Martedì 9 gennaio torna a Borgomanero l'appuntamento con il cineforum. Sul grande schermo arriva "Sing Street".

Regia: John Carney
Soggetto: John Carney, Simon Carmody
Sceneggiatura: John Carney
Fotografia: Yaron Orbach
Musiche: Gary Clark; canzoni originali di Gary Clark e John Carney.
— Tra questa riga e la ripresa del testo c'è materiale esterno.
//! Configuration loading for the taja banner.
//!
//! Reads `taja.toml` from the platform config directory; a missing file
//! yields the defaults. The two built-in profiles carry the banner's two
//! stock content sets, and every field can be overridden individually.

use std::fs;
use std::path::PathBuf;

use directories::ProjectDirs;
use serde::Deserialize;
use taja_core::{BackdropSettings, ColorTheme, DEFAULT_STAR_COUNT};

/// Largest accepted star count.
const MAX_STAR_COUNT: u16 = 500;

/// Role list for the `garden` profile.
const GARDEN_ROLES: &[&str] = &[
    "Ideas Growing Under the Sun 🌱",
    "Different Perspectives, One Vision 📖",
    "Where Wisdom Meets Innovation 🦉",
    "AI & Machine Learning 🤖",
    "Amateur Astronomer 🔭",
    "Science & Philosophy ⚛️",
];

/// Role list for the `observatory` profile.
const OBSERVATORY_ROLES: &[&str] = &[
    "AI & Machine Learning Engineer 🤖",
    "Amateur Astronomer 🔭",
    "Physics Enthusiast ⚛️",
    "Mathematics Lover ∑",
    "Full-Stack Developer 💻",
    "Science Fiction Writer ✍️",
];

/// A built-in content set: stock roles plus which layers it shows.
#[derive(Debug, Clone, Copy, PartialEq, Eq)]
enum Profile {
    /// Growth-themed roles with the leaf drift enabled.
    Garden,
    /// Engineer/astronomer roles under a bare star field.
    Observatory,
}

impl Profile {
    /// Resolve a profile from its config-file name. Unknown names fall
    /// back to `Garden`.
    fn from_name(name: &str) -> Self {
        match name {
            "observatory" => Profile::Observatory,
            _ => Profile::Garden,
        }
    }

    fn roles(self) -> &'static [&'static str] {
        match self {
            Profile::Garden => GARDEN_ROLES,
            Profile::Observatory => OBSERVATORY_ROLES,
        }
    }

    fn leaves(self) -> bool {
        matches!(self, Profile::Garden)
    }
}

/// User configuration, deserialized from `taja.toml`.
#[derive(Debug, Clone, Deserialize)]
#[serde(default)]
pub struct Config {
    /// Built-in content set: `garden` or `observatory`.
    pub profile: String,
    /// Banner headline above the typed line.
    pub title: String,
    /// Custom role list; empty means the profile's stock list.
    pub roles: Vec<String>,
    /// Color theme name for the banner text.
    pub theme: String,
    /// Override for the leaf drift layer.
    pub leaves: Option<bool>,
    /// Override for the star field layer.
    pub stars: Option<bool>,
    /// Number of stars to scatter (clamped to 0..=500).
    pub star_count: u16,
}

impl Default for Config {
    fn default() -> Self {
        Self {
            profile: "garden".to_string(),
            title: "Welcome".to_string(),
            roles: Vec::new(),
            theme: String::new(),
            leaves: None,
            stars: None,
            star_count: DEFAULT_STAR_COUNT,
        }
    }
}

impl Config {
    /// The effective role list: custom roles, or the profile's stock list.
    pub fn role_list(&self) -> Vec<String> {
        if self.roles.is_empty() {
            Profile::from_name(&self.profile)
                .roles()
                .iter()
                .map(|s| s.to_string())
                .collect()
        } else {
            self.roles.clone()
        }
    }

    /// The effective backdrop settings.
    pub fn backdrop(&self) -> BackdropSettings {
        let profile = Profile::from_name(&self.profile);
        BackdropSettings {
            leaves: self.leaves.unwrap_or(profile.leaves()),
            stars: self.stars.unwrap_or(true),
            star_count: self.star_count.min(MAX_STAR_COUNT),
        }
    }

    /// The effective color theme. Unknown names fall back to the default.
    pub fn color_theme(&self) -> ColorTheme {
        ColorTheme::from_name(&self.theme).unwrap_or_default()
    }
}

/// Path of the config file, if a config directory can be determined.
fn config_path() -> Option<PathBuf> {
    ProjectDirs::from("", "", "taja").map(|dirs| dirs.config_dir().join("taja.toml"))
}

/// Load the configuration, falling back to defaults when no file exists.
pub fn load() -> Result<Config, String> {
    let Some(path) = config_path() else {
        return Ok(Config::default());
    };
    if !path.exists() {
        return Ok(Config::default());
    }

    let raw = fs::read_to_string(&path)
        .map_err(|e| format!("failed to read {}: {e}", path.display()))?;
    parse(&raw).map_err(|e| format!("failed to parse {}: {e}", path.display()))
}

/// Parse a configuration document.
fn parse(raw: &str) -> Result<Config, String> {
    toml::from_str(raw).map_err(|e| e.to_string())
}

#[cfg(test)]
mod tests {
    use super::*;

    #[test]
    fn test_empty_document_is_all_defaults() {
        let config = parse("").unwrap();
        assert_eq!(config.profile, "garden");
        assert_eq!(config.star_count, DEFAULT_STAR_COUNT);
        assert_eq!(config.role_list().len(), GARDEN_ROLES.len());
        assert!(config.backdrop().leaves);
        assert!(config.backdrop().stars);
    }

    #[test]
    fn test_full_document() {
        let config = parse(
            r#"
            profile = "observatory"
            title = "Hello"
            theme = "cyan"
            stars = true
            star_count = 40
            "#,
        )
        .unwrap();
        assert_eq!(config.title, "Hello");
        assert_eq!(config.color_theme(), ColorTheme::Cyan);
        assert_eq!(config.backdrop().star_count, 40);
        assert!(!config.backdrop().leaves);
        assert_eq!(config.role_list()[0], "AI & Machine Learning Engineer 🤖");
    }

    #[test]
    fn test_unknown_profile_falls_back_to_garden() {
        let config = parse("profile = \"arboretum\"").unwrap();
        assert_eq!(config.role_list().len(), GARDEN_ROLES.len());
        assert!(config.backdrop().leaves);
    }

    #[test]
    fn test_custom_roles_override_profile() {
        let config = parse("roles = [\"Only Role\"]").unwrap();
        assert_eq!(config.role_list(), ["Only Role"]);
    }

    #[test]
    fn test_empty_custom_roles_fall_back_to_profile() {
        let config = parse("roles = []").unwrap();
        assert_eq!(config.role_list().len(), GARDEN_ROLES.len());
    }

    #[test]
    fn test_layer_overrides_beat_profile() {
        let config = parse(
            r#"
            profile = "observatory"
            leaves = true
            stars = false
            "#,
        )
        .unwrap();
        let backdrop = config.backdrop();
        assert!(backdrop.leaves);
        assert!(!backdrop.stars);
    }

    #[test]
    fn test_star_count_is_clamped() {
        let config = parse("star_count = 9000").unwrap();
        assert_eq!(config.backdrop().star_count, MAX_STAR_COUNT);
    }

    #[test]
    fn test_unknown_theme_falls_back_to_default() {
        let config = parse("theme = \"chartreuse\"").unwrap();
        assert_eq!(config.color_theme(), ColorTheme::default());
    }

    #[test]
    fn test_malformed_document_is_an_error() {
        assert!(parse("star_count = \"many\"").is_err());
    }
}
Montaggio: Andrew Marcus, Julian Ulrichs
Scenografia: Alan MacDonald
Arredamento: Tamara Conboy
Costumi: Tiziana Corvisieri
Effetti: Ed Bruce, Paddy Eason, Film FX Ireland, Screen Scene
Interpreti: Ferdia Walsh-Peelo (Conor), Lucy Boynton (Raphina), Jack Reynor (Brendan), Maria Doyle Kennedy (Penny), Aidan Gillen (Robert), Kelly Thornton (Ann), Ian Kenny (Barry), Ben Carolan (Darren), Percy Chamburuka (Ngig), Mark McKenna (Eamon), Don Wycherley (fratello Baxter), Des Keogh (fratello Barnabas), Kian Murphy (Mick Mahon), Marcella Plunkett (madre di Eamon), Vera Nwabuwe (madre di Ngig), Conor Hamilton (Larry), Karl Rice (Garry), Tony Doyle (II) (Wayne), Keith McErlean (padre di Barry), Peter Campion (Evan), Lydia McGuinness (Miss Dunne), Eva-Jane Gaffney (Jacinta)
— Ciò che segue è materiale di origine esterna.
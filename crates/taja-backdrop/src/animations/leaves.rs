//! Falling-leaf drift (stateful).
//!
//! A leaf spawns on a fixed interval, falls the height of the area over
//! its own randomized duration, and is removed after a fixed lifetime
//! whether or not the fall has finished.

use ratatui::{
    style::{Color, Style},
    text::Span,
};

use crate::chars::LEAF_CHARS;
use crate::seed::{range_f32, unit};

/// Milliseconds between leaf spawns.
pub const SPAWN_INTERVAL_MS: u64 = 2000;
/// Milliseconds a leaf lives before it is removed, fallen or not.
pub const LIFETIME_MS: u64 = 10_000;
/// Shortest fall duration, top edge to bottom edge.
pub const FALL_MS_MIN: u64 = 7000;
/// Longest fall duration (exclusive).
pub const FALL_MS_MAX: u64 = 10_000;

/// Horizontal sway period.
const SWAY_PERIOD_MS: f32 = 3000.0;

/// State for a single drifting leaf.
#[derive(Debug, Clone)]
pub struct Leaf {
    /// Horizontal position as a percentage of the area width.
    pub x_pct: f32,
    /// Total fall duration, top edge to bottom edge.
    pub fall_ms: u64,
    /// Elapsed-time stamp at which this leaf appeared.
    pub spawned_at_ms: u64,
    /// Phase offset for the horizontal sway.
    pub sway_phase: f32,
    /// Seed for character and tint selection.
    pub char_seed: usize,
}

/// Create a leaf whose attributes derive from the init seed and the
/// spawn ordinal.
pub fn spawn(init_seed: u64, ordinal: usize, spawned_at_ms: u64) -> Leaf {
    let seed = (init_seed as usize).wrapping_add(ordinal.wrapping_mul(31));
    Leaf {
        x_pct: range_f32(seed, 7, 0.0, 100.0),
        fall_ms: range_f32(seed, 11, FALL_MS_MIN as f32, FALL_MS_MAX as f32) as u64,
        spawned_at_ms,
        sway_phase: unit(seed, 13),
        char_seed: seed.wrapping_mul(19),
    }
}

/// Drop every leaf that has outlived the fixed lifetime.
pub fn expire(leaves: &mut Vec<Leaf>, elapsed_ms: u64) {
    leaves.retain(|leaf| elapsed_ms.saturating_sub(leaf.spawned_at_ms) < LIFETIME_MS);
}

/// The cell and styled character for a leaf at this frame, or `None`
/// once its fall has carried it past the bottom edge.
pub fn plot(
    leaf: &Leaf,
    elapsed_ms: u64,
    width: u16,
    height: u16,
) -> Option<(u16, u16, Span<'static>)> {
    if width == 0 || height == 0 {
        return None;
    }

    let age = elapsed_ms.saturating_sub(leaf.spawned_at_ms);
    let progress = age as f32 / leaf.fall_ms.max(1) as f32;
    if progress >= 1.0 {
        return None;
    }

    // Sway around the spawn column while falling
    let sway = ((elapsed_ms as f32 / SWAY_PERIOD_MS + leaf.sway_phase)
        * 2.0
        * std::f32::consts::PI)
        .sin()
        * 1.5;

    let x = (leaf.x_pct / 100.0 * width as f32 + sway).clamp(0.0, (width - 1) as f32) as u16;
    let y = (progress * height as f32) as u16;
    if y >= height {
        return None;
    }

    let ch = LEAF_CHARS[leaf.char_seed % LEAF_CHARS.len()];

    // Tint per leaf: late-summer green, olive, autumn gold
    let color = match leaf.char_seed % 3 {
        0 => Color::Rgb(95, 160, 70),
        1 => Color::Rgb(150, 160, 60),
        _ => Color::Rgb(200, 150, 50),
    };

    Some((x, y, Span::styled(ch.to_string(), Style::new().fg(color))))
}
Produzione: Anthony Bregman, Martina Niland, John Carney per Likely Story/Filmwave/Distressed Films/Cosmo Films
Distribuzione: Bim
Durata: 105'
Origine: Irlanda, 2016
Data uscita: 9 novembre 2016

Dublino, anni Ottanta. Per sedurre una ragazza carina incontrata fuori dalla sua scuola, Cosmo le fa credere di avere un gruppo musicale e le chiede di apparire in un videoclip della band. Quello che sembrava un progetto strambo diventa per Conor una grande passione, che lo aiuterà ad evadere dalla sua complicata situazione familiare.
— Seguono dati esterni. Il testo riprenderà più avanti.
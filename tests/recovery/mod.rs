mod atomicity;
mod background_undo;
mod checkpoint;
mod durability;
mod savepoints;
mod workload;
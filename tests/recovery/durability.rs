use crate::assert_ok;
use crate::common::logger::init_test_logger;
use crate::common::tempdb::{db_with_pages, test_db_config};
use ferrite_aries::common::db_instance::DBInstance;
use ferrite_aries::concurrency::transaction::TransactionStatus;

#[test]
fn committed_writes_survive_crash_without_page_flush() {
    init_test_logger();
    let (db, _, pages) = db_with_pages(test_db_config(false), 3);

    for (index, &page_id) in pages.iter().enumerate() {
        let txn = db.begin_transaction();
        db.write(&txn, page_id, 4, &[index as u8 + 1; 4]).unwrap();
        db.commit(&txn).unwrap();
    }
    let writes_before_crash = db.get_disk_manager().get_page_write_count();
    let disk = db.crash();
    assert_eq!(disk.get_page_write_count(), writes_before_crash);

    let (db, pending) = assert_ok!(DBInstance::open(test_db_config(false), disk));
    pending.run().unwrap();

    let reader = db.begin_transaction();
    for (index, &page_id) in pages.iter().enumerate() {
        assert_eq!(
            db.read(&reader, page_id, 4, 4).unwrap(),
            vec![index as u8 + 1; 4]
        );
    }
}

#[test]
fn commit_is_durable_before_it_returns() {
    init_test_logger();
    let (db, _, pages) = db_with_pages(test_db_config(false), 1);

    let txn = db.begin_transaction();
    db.write(&txn, pages[0], 0, &[1]).unwrap();
    let commit_lsn = db
        .get_recovery_manager()
        .commit(txn.get_transaction_id())
        .unwrap();
    assert_eq!(txn.get_status(), TransactionStatus::Committing);
    assert!(db.get_log_manager().get_flushed_lsn() >= Some(commit_lsn));
    assert!(db.get_disk_manager().last_durable_lsn() >= commit_lsn);

    // Crash before the end record is written: restart still finishes the commit.
    let disk = db.crash();
    let (db, pending) = DBInstance::open(test_db_config(false), disk).unwrap();
    assert!(db.get_recovery_manager().get_transaction_table().is_empty());
    pending.run().unwrap();

    let reader = db.begin_transaction();
    assert_eq!(db.read(&reader, pages[0], 0, 1).unwrap(), vec![1]);
}

#[test]
fn recovery_survives_crash_during_recovery() {
    init_test_logger();
    let (db, _, pages) = db_with_pages(test_db_config(false), 2);

    let winner = db.begin_transaction();
    db.write(&winner, pages[0], 0, &[1, 2, 3]).unwrap();
    db.commit(&winner).unwrap();

    let loser = db.begin_transaction();
    db.write(&loser, pages[1], 0, &[9, 9, 9]).unwrap();
    db.write(&loser, pages[0], 3, &[9]).unwrap();
    db.get_log_manager().flush_all().unwrap();
    let disk = db.crash();

    // First restart stops before undo runs.
    let (db, pending) = DBInstance::open(test_db_config(false), disk).unwrap();
    drop(pending);
    let disk = db.crash();

    let (db, pending) = DBInstance::open(test_db_config(false), disk).unwrap();
    pending.run().unwrap();
    let disk = db.close().unwrap();

    let (db, pending) = DBInstance::open(test_db_config(false), disk).unwrap();
    assert!(db.get_recovery_manager().get_transaction_table().is_empty());
    pending.run().unwrap();

    let reader = db.begin_transaction();
    assert_eq!(db.read(&reader, pages[0], 0, 4).unwrap(), vec![1, 2, 3, 0]);
    assert_eq!(db.read(&reader, pages[1], 0, 3).unwrap(), vec![0, 0, 0]);
}

#[test]
fn transaction_numbers_are_not_reused_after_restart() {
    init_test_logger();
    let (db, _, pages) = db_with_pages(test_db_config(false), 1);
    let txn = db.begin_transaction();
    db.write(&txn, pages[0], 0, &[1]).unwrap();
    db.commit(&txn).unwrap();
    let last_txn_id = txn.get_transaction_id();
    let disk = db.crash();

    let (db, pending) = DBInstance::open(test_db_config(false), disk).unwrap();
    pending.run().unwrap();
    assert!(db.begin_transaction().get_transaction_id() > last_txn_id);
}

#[test]
fn redo_of_freed_partition_keeps_later_partitions() {
    init_test_logger();
    let (db, _, pages) = db_with_pages(test_db_config(false), 1);

    // An unflushed committed write keeps redo starting before the free.
    let early = db.begin_transaction();
    db.write(&early, pages[0], 0, &[1, 1]).unwrap();
    db.commit(&early).unwrap();

    let creator = db.begin_transaction();
    let freed_part = db.alloc_part(&creator).unwrap();
    db.commit(&creator).unwrap();
    let dropper = db.begin_transaction();
    db.free_part(&dropper, freed_part).unwrap();
    db.commit(&dropper).unwrap();

    let writer = db.begin_transaction();
    let part_id = db.alloc_part(&writer).unwrap();
    assert_ne!(part_id, freed_part);
    let page_id = db.alloc_page(&writer, part_id).unwrap();
    db.write(&writer, page_id, 0, &[9, 9]).unwrap();
    db.commit(&writer).unwrap();
    db.flush_page(page_id).unwrap();

    let disk = db.crash();
    let (db, pending) = DBInstance::open(test_db_config(false), disk).unwrap();
    pending.run().unwrap();

    let disk = db.get_disk_manager();
    assert!(!disk.is_partition_allocated(freed_part));
    assert!(disk.is_partition_allocated(part_id));
    assert!(disk.is_page_allocated(page_id));
    let reader = db.begin_transaction();
    assert_eq!(db.read(&reader, page_id, 0, 2).unwrap(), vec![9, 9]);
    assert_eq!(db.read(&reader, pages[0], 0, 2).unwrap(), vec![1, 1]);
}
Forse tra qualche anno c’è chi saprà rivalutare la scena musicale degli anni ’00, ma per il momento pare che si abbia voglia solo di guardare al passato. Negli ultimi mesi tra le note musicali sono stati raccontati gli anni ’70 di Baz Luhrmann (“The Get Down”), gli inizi degli anni ’80 di Richard Linklater (“Tutti vogliono qualcosa”) ed ora il 1985 di John Carney. Tutti prodotti con dei giovani protagonisti che fanno delle canzoni i loro mezzi d’espressione, come se non ci fosse altro modo per far sentire la propria voce. Ed i registi hanno sfruttato questa attitudine dei personaggi per comporre anche loro uno spartito intorno al quale raccontare qualcos’altro.
Lo ha fatto sicuramente Carney in questo “Sing Street” dove, con il pretesto di seguire un piccolo gruppo di liceali che mettono su un complesso musicale, è riuscito a tracciare un quadro semplice ma efficace degli anni dell’adolescenza nelle ristrettezze economiche irlandesi. Quello che però differenzia questo film con i tanti altri che hanno tentato lo stesso percorso (vedi il recente e confusionario “London Town”) è che si avverte senza difficoltà un ritmo di fondo dettato dal regista che va oltre la straordinaria colonna sonora. Tra una canzone dei Duran Duran ed una degli A-ha, sono infatti scanditi perfettamente, in una carrellata repentina di stili e scenari degni di un film-tributo, tutti i momenti contraddittori che si vivono a 16 anni, senza però enfatizzarli ed estremizzarli. Una storia happysad, tanto quanto un testo dei The Cure, che riesce a muoversi in perfetto equilibrio. “Sing Street” è un vero gioiellino di divertimento e commozione, il lavoro più riuscito di Carney che esordì con l’opera indipendente “Once” e si affacciò ad Hollywood con “Tutto può cambiare” (“Begin Again”). Nel primo la storia produttiva (film girato completamente con il telefono tra le strade della città) superava il comunque notevole prodotto finale, il secondo soffriva l’approccio con la nuova produzione americana. In questo caso “Sing Street” riesce a raccogliere tutte e due le esperienze prendono il meglio dall’una e dall’altra e non perdendo la straordinaria capacità onnipresente in tutti i lavori del regista di trasportare il ritmo musicale in immagine, oltre a quella di saper comporre canzoni originali che rimangono in testa anche ad ore di distanza dal primo ascolto.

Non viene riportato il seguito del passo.